A common understanding of learning is that we get an expert to do one of two things to us (a) transfer their expertise to us or (b) guide us to a place where we can share their expertise. When we start to venture into unknown areas in academia we tend to call that 'research'. I think that this is a very unhelpful divide within the field of learning. Many of us tend to talk more now of 'Inquiry' so as to bridge this gap and also the supposed gap between research, learning and practice. I'm waffling a bit about this because the kind of issues I've been saying that we need to learn through will take us into areas where there are no experts to 'teach' us, where we will have to create rather than discover and so they are areas of practice, of performance. How can we learn in this way?
I've mentioned, a couple of times, that I think sailing provides a really helpful metaphor for the kind of learning that we must do within the wider church family. When you are sailing a dinghy there are various things going on that can tell you what's happening. There are levers and ropes and movements that have to be adjusted so as to get the best out of your boat. Whilst you can read about these things in a book; it is only out on the water that you can really develop the skills, concentration and intuition that enable you to respond quickly and appropriately to how the wind is working with your boat. One of the signs that your sailing skills are developing is that you find yourself making less dramatic changes. You start anticipating, your adjustments to the ropes and tiller become much more subtle - perhaps unnoticeable to others. You spot an inside 'tell-tale' flicking around and you pull the tiller ever so slightly towards yourself.. the boat adjusts to being on the wind and you can feel it pick up speed.
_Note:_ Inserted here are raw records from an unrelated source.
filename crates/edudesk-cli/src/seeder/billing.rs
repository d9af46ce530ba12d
//! Term fees for seeded students.

use edudesk_models::fees::FeeBreakdown;
use edudesk_models::ids::{FeeId, StudentId};
use rust_decimal::Decimal;
use sqlx::PgPool;
use std::time::Instant;

pub const FEE_TITLE: &str = "Term 1 Fees";
pub const FEE_TERM: &str = "Term 1";

/// Line items billed to every seeded student, in cents.
const FEE_ITEMS: [(&str, i64); 4] = [
    ("Tuition", 150_000),
    ("Library", 7_500),
    ("Laboratory", 12_050),
    ("Sports", 5_000),
];

pub fn fee_items() -> Vec<(&'static str, Decimal)> {
    FEE_ITEMS
        .iter()
        .map(|(name, cents)| (*name, Decimal::new(*cents, 2)))
        .collect()
}

/// Every tenth student gets a 10% sibling discount.
pub fn discount_for(student_idx: usize, subtotal: Decimal) -> Decimal {
    if student_idx % 10 == 0 {
        (subtotal / Decimal::from(10)).round_dp(2)
    } else {
        Decimal::ZERO
    }
}

pub async fn seed_fees(
    db: &PgPool,
    student_ids: &[StudentId],
) -> Result<Vec<FeeId>, Box<dyn std::error::Error>> {
    let start_time = Instant::now();
    println!("💰 Seeding fees for {} students...", student_ids.len());

    let items = fee_items();
    let subtotal: Decimal = items.iter().map(|(_, amount)| *amount).sum();

    let mut tx = db.begin().await?;
    let mut ids = Vec::with_capacity(student_ids.len());
    for (idx, student_id) in student_ids.iter().enumerate() {
        let breakdown = FeeBreakdown::compute(
            items.iter().map(|(_, amount)| *amount),
            discount_for(idx, subtotal),
            Decimal::ZERO,
        )?;

        let fee_id = sqlx::query_scalar::<_, FeeId>(
            r#"INSERT INTO fees (student_id, title, academic_term, subtotal, discount, total)
               VALUES ($1, $2, $3, $4, $5, $6)
               RETURNING id"#,
        )
        .bind(student_id)
        .bind(FEE_TITLE)
        .bind(FEE_TERM)
        .bind(breakdown.subtotal)
        .bind(breakdown.discount)
        .bind(breakdown.total)
        .fetch_one(&mut *tx)
        .await?;

        for (position, (name, amount)) in items.iter().enumerate() {
            sqlx::query(
                "INSERT INTO fee_items (fee_id, name, amount, position) VALUES ($1, $2, $3, $4)",
            )
            .bind(fee_id)
            .bind(*name)
            .bind(*amount)
            .bind(position as i32)
            .execute(&mut *tx)
            .await?;
        }
        ids.push(fee_id);
    }
    tx.commit().await?;

    println!(
        "   ✓ Inserted {} fees in {:?}",
        ids.len(),
        start_time.elapsed()
    );
    Ok(ids)
}

#[cfg(test)]
mod tests {
    use super::*;
    use rust_decimal_macros::dec;

    #[test]
    fn test_fee_items_total() {
        let subtotal: Decimal = fee_items().iter().map(|(_, a)| *a).sum();
        assert_eq!(subtotal, dec!(1745.50));
    }

    #[test]
    fn test_discount_every_tenth_student() {
        assert_eq!(discount_for(0, dec!(1745.50)), dec!(174.55));
        assert_eq!(discount_for(3, dec!(1745.50)), Decimal::ZERO);
        assert_eq!(discount_for(20, dec!(100)), dec!(10));
    }
}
One of my points here is that you never stop learning, because you are learning to sail today (and that is different to the way you sailed yesterday). Some skills stay the same, but you have to 'learn' how to use those skills today, in today's wind, with today's water/waves/tide. It's never the same, it's always a learning experience.
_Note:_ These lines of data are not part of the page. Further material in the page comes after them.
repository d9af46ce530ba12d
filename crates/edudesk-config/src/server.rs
//! HTTP server settings.
//!
//! - `SERVER_HOST`: Bind address (default: 0.0.0.0)
//! - `SERVER_PORT`: API port (default: 3000)
//! - `METRICS_PORT`: Prometheus exposition port (default: 9090)

#[derive(Clone, Debug, PartialEq, Eq)]
pub struct ServerConfig {
    pub host: String,
    pub port: u16,
    pub metrics_port: u16,
}

impl Default for ServerConfig {
    fn default() -> Self {
        Self {
            host: "0.0.0.0".to_string(),
            port: 3000,
            metrics_port: 9090,
        }
    }
}

impl ServerConfig {
    #[must_use]
    pub fn from_env() -> Self {
        let defaults = Self::default();

        Self {
            host: std::env::var("SERVER_HOST").unwrap_or(defaults.host),
            port: crate::env_or("SERVER_PORT", defaults.port),
            metrics_port: crate::env_or("METRICS_PORT", defaults.metrics_port),
        }
    }

    /// `host:port` of the API listener.
    #[must_use]
    pub fn bind_address(&self) -> String {
        format!("{}:{}", self.host, self.port)
    }

    /// `host:port` of the metrics listener.
    #[must_use]
    pub fn metrics_address(&self) -> String {
        format!("{}:{}", self.host, self.metrics_port)
    }
}

#[cfg(test)]
mod tests {
    use super::*;

    #[test]
    fn test_default_config() {
        let config = ServerConfig::default();
        assert_eq!(config.bind_address(), "0.0.0.0:3000");
        assert_eq!(config.metrics_address(), "0.0.0.0:9090");
    }

    #[test]
    fn test_env_or_falls_back_on_garbage() {
        // Key chosen so it is never set in a real environment.
        let port: u16 = crate::env_or("EDUDESK_TEST_UNSET_PORT_VARIABLE", 4321);
        assert_eq!(port, 4321);
    }
}
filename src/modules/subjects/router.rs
use axum::{Router, routing::{get, post}};

use crate::modules::subjects::controller::{
    create_subject, delete_subject, get_subject, get_subjects, update_subject,
};
use crate::state::AppState;

pub fn init_subjects_router() -> Router<AppState> {
    Router::new()
        .route("/", post(create_subject).get(get_subjects))
        .route(
            "/{id}",
            get(get_subject)
                .put(update_subject)
                .patch(update_subject)
                .delete(delete_subject),
        )
}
And that is what we need to do as we learn to do Christian Community today in an alienated world. The ways we did it before will not work now. We are in new worlds of instant communication that mean that what happens in New Hampshire can be of immediate importance to people in Nigeria. Diversity is just so much more immediate now than it used to be, it's almost as if ICT provides an accelerator pedal to that which helps or upsets us.
To give an example; I have found over the last year or so that people from different Christian traditions have huge amounts to offer me. One of the avenues for this blessing to me has been the blog world. And yet there has been some pain as well. Recently, several of the sites that I visit have had posts scoring points against my own tradition (Evangelical). Whilst I have recognised the insight of the criticisms, I have found myself hurt. Often I have wanted to say that "we're not all like that", "you've created a stereotype that's not relevant nowadays" or "Yes, and don't your traditions have sillinesses as well?" My point is that the speed of communications means that things people said before to their friends in private are now heard by a wider audience. The 'tell-tales' are flapping and we are going to need to adjust the way we label and caricature each other. We are going to need to learn ways of handling our differences in less defensive ways. (Oh, and I do me WE!)
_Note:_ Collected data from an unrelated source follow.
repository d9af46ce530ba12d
//! # edudesk DB
//!
//! Connection pool initialization and schema migrations.
//!
//! # Example
//!
//! ```ignore
//! use edudesk_config::DatabaseConfig;
//! use edudesk_db::{init_db_pool, run_migrations};
//!
//! let config = DatabaseConfig::from_env()?;
//! let pool = init_db_pool(&config).await?;
//! if config.run_migrations {
//!     run_migrations(&pool).await?;
//! }
//! ```

use edudesk_config::DatabaseConfig;
use sqlx::migrate::{MigrateError, Migrator};
use sqlx::postgres::PgPoolOptions;
use tracing::info;

pub use sqlx::PgPool;

/// Migrations embedded from the workspace `migrations/` directory.
pub static MIGRATOR: Migrator = sqlx::migrate!("../../migrations");

/// Opens a PostgreSQL connection pool sized by `config.max_connections`.
///
/// The returned pool is cheaply cloneable and is stored in the application state.
pub async fn init_db_pool(config: &DatabaseConfig) -> Result<PgPool, sqlx::Error> {
    let pool = PgPoolOptions::new()
        .max_connections(config.max_connections)
        .connect(&config.url)
        .await?;

    info!(max_connections = config.max_connections, "Database pool ready");

    Ok(pool)
}

/// Applies every pending migration.
pub async fn run_migrations(pool: &PgPool) -> Result<(), MigrateError> {
    MIGRATOR.run(pool).await?;
    info!("Database migrations applied");
    Ok(())
}
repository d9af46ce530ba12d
pub mod controller;
pub mod router;
pub mod service;

pub use router::init_teachers_router;
pub mod controller;
pub mod router;
pub mod service;

pub use router::init_dashboard_router;
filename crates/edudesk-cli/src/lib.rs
//! # edudesk CLI
//!
//! Demo data seeding for edudesk development and testing.
//!
//! This library crate provides the seeding functionality used by the CLI binary.
//!
//! ## Usage
//!
//! ```ignore
//! use edudesk_cli::seeder::{seed_all, SeedConfig};
//!
//! let config = SeedConfig::default().with_students_per_section(20);
//! seed_all(&pool, config).await?;
//! ```

pub mod seeder;
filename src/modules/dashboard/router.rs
use axum::{Router, routing::get};

use crate::modules::dashboard::controller::get_summary;
use crate::state::AppState;

pub fn init_dashboard_router() -> Router<AppState> {
    Router::new().route("/summary", get(get_summary))
}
As we learn to do new ways of church; when will it be appropriate to 'take' new folk back to the main church meetings? When will individual conversations and shared spiritual moments not be adequate to the building of the the Body of Christ? When will my counsel to a non-churchy friend as to how to fit within a particular church family become an oppressive colonisation of their lives with a particular lifestyle rather than a tactical graciousness? When will my desire for a more monastic spirituality become a barrier between myself and my friends?
I just don't know the answer to questions like these, and I'm pretty sure that the answer in one context will be different to another. And I also suspect that the ways that I've learnt to listen to God will need to develop so that I can hear Him in new ways. Will I get it wrong? Well, getting it wrong is not in the future tense! I already do get it wrong! I think that spiritual-direction (or in Celtic Christian tradition - soul friendship) is important here, but not in a formal way - the nature of conversations, day-to-day friendships will need to develop (again the Northumbria Community would talk about this as being vulnerable and available). For me, at least, that is going to require me to develop new kinds of relations, with much less divide between the spiritual and the everyday.
As I write the above, I find that I'm noticing a sense, that I must get on with it - this learning - that, like learning to sail I must at some point stop the reading (and blogging) and get on with it, learning (in the moment) to trim my 'sails' so as to keep moving well.